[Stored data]
--- --- ---
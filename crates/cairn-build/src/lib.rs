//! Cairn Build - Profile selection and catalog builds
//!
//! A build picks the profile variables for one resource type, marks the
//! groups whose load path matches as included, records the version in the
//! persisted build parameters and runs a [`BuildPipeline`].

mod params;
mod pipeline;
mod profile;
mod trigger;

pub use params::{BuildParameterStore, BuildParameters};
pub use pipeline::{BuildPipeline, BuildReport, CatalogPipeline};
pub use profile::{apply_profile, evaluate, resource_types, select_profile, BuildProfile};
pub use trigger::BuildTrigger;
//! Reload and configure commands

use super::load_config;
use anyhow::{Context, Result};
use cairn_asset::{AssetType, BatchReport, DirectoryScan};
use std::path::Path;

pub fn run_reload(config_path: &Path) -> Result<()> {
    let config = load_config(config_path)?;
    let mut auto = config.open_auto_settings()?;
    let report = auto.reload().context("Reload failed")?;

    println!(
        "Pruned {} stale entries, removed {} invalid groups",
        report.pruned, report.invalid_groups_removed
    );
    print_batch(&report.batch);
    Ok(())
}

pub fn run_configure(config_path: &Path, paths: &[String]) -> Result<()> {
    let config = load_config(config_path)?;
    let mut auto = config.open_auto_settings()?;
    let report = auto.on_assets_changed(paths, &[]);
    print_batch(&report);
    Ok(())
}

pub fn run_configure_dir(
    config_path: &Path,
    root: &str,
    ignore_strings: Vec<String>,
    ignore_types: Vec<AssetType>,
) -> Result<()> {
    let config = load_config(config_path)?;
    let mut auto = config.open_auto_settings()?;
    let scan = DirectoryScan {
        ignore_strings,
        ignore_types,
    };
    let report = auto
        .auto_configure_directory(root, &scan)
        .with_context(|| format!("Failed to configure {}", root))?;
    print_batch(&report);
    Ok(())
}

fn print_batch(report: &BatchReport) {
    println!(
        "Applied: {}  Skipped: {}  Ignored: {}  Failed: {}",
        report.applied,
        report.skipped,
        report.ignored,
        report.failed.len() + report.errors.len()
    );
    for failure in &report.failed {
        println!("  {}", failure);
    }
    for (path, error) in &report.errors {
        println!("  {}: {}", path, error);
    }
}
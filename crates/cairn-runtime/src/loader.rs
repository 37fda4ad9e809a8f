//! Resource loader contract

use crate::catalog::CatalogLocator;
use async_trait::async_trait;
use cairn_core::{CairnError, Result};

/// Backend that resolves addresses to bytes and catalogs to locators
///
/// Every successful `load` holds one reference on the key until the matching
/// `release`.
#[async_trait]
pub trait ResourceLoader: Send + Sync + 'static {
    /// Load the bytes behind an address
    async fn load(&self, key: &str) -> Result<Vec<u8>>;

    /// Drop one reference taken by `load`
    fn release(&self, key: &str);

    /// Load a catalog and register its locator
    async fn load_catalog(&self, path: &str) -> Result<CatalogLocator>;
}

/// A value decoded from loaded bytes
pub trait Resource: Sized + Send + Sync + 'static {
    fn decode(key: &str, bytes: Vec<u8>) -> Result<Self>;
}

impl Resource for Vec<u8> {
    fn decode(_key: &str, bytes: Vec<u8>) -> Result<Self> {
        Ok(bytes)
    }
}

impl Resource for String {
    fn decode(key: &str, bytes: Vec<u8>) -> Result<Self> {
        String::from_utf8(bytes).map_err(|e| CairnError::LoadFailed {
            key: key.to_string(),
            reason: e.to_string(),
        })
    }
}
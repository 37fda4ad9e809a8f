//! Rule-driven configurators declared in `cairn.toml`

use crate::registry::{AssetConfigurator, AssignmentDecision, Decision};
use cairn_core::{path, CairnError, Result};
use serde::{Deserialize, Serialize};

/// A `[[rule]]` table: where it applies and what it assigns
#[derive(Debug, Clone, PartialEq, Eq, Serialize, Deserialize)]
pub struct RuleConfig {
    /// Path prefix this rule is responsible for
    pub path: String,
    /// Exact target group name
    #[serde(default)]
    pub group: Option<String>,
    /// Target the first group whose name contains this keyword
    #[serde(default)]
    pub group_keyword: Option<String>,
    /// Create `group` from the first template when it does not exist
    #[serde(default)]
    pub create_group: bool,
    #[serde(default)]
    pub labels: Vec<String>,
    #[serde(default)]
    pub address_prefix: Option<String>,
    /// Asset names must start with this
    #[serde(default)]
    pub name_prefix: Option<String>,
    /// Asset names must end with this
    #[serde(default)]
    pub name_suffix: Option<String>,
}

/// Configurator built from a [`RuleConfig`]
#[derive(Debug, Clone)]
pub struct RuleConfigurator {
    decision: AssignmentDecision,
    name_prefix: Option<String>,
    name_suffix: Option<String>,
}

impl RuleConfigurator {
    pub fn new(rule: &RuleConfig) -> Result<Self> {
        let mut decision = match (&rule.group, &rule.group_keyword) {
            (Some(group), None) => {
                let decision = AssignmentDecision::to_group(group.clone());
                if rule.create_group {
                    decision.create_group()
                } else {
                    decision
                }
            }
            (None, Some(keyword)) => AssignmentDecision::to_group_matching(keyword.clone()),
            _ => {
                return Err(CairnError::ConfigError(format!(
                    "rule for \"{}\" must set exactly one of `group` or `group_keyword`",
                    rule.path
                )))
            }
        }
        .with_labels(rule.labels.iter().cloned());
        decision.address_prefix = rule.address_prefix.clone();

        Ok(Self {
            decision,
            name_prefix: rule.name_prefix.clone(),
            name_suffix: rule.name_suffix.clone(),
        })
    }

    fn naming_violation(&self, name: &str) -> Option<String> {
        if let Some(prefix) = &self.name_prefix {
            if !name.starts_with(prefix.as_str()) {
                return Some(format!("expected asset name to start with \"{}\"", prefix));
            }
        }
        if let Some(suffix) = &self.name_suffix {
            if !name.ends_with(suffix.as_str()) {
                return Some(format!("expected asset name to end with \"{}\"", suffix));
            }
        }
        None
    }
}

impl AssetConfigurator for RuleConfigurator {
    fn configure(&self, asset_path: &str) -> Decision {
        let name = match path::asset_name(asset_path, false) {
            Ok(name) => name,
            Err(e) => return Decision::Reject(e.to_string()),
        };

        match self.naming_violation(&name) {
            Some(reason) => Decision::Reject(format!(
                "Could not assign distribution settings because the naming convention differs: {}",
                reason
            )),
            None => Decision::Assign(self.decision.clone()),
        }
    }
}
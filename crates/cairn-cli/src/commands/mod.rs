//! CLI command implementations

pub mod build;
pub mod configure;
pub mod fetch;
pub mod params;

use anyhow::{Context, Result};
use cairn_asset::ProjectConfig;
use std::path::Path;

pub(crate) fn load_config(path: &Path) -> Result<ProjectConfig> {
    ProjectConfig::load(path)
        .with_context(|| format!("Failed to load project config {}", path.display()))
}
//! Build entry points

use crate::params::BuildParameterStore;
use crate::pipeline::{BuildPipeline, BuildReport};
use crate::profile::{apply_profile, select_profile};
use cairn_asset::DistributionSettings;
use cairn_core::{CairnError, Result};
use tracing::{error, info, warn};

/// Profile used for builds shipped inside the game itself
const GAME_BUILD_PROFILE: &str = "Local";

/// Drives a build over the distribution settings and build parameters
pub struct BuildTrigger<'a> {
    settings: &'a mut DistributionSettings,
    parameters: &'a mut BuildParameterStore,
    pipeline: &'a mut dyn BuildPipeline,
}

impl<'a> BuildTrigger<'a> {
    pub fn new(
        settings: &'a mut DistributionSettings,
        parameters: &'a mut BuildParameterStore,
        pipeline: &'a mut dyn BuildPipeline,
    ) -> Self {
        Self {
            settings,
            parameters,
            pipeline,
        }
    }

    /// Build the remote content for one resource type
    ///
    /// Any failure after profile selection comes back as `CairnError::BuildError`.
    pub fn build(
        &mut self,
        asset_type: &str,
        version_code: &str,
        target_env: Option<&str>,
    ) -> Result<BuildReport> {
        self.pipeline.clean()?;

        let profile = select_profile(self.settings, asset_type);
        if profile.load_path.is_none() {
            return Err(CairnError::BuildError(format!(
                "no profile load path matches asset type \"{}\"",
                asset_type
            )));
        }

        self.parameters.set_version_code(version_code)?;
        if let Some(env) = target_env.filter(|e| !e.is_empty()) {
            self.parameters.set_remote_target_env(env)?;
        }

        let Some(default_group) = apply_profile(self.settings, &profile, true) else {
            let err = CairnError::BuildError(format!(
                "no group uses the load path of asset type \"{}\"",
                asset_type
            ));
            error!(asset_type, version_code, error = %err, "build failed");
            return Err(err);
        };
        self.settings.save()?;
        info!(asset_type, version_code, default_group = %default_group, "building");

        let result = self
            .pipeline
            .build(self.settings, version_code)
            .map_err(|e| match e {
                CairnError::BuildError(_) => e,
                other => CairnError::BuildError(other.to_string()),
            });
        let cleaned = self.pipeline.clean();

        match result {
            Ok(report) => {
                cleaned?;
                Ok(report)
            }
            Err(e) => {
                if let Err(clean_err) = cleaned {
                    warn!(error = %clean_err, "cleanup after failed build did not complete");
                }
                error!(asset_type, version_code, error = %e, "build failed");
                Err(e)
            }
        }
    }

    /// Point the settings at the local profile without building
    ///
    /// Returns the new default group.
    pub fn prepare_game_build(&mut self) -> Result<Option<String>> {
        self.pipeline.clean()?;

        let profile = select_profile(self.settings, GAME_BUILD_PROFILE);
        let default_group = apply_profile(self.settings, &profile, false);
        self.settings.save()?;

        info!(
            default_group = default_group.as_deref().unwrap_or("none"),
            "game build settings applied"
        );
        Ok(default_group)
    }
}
--- --- ---
**Problem to solve:** A single number is the whole answer: the number of lines in the entries that include "AssignmentDecision".

**Written answer:** 4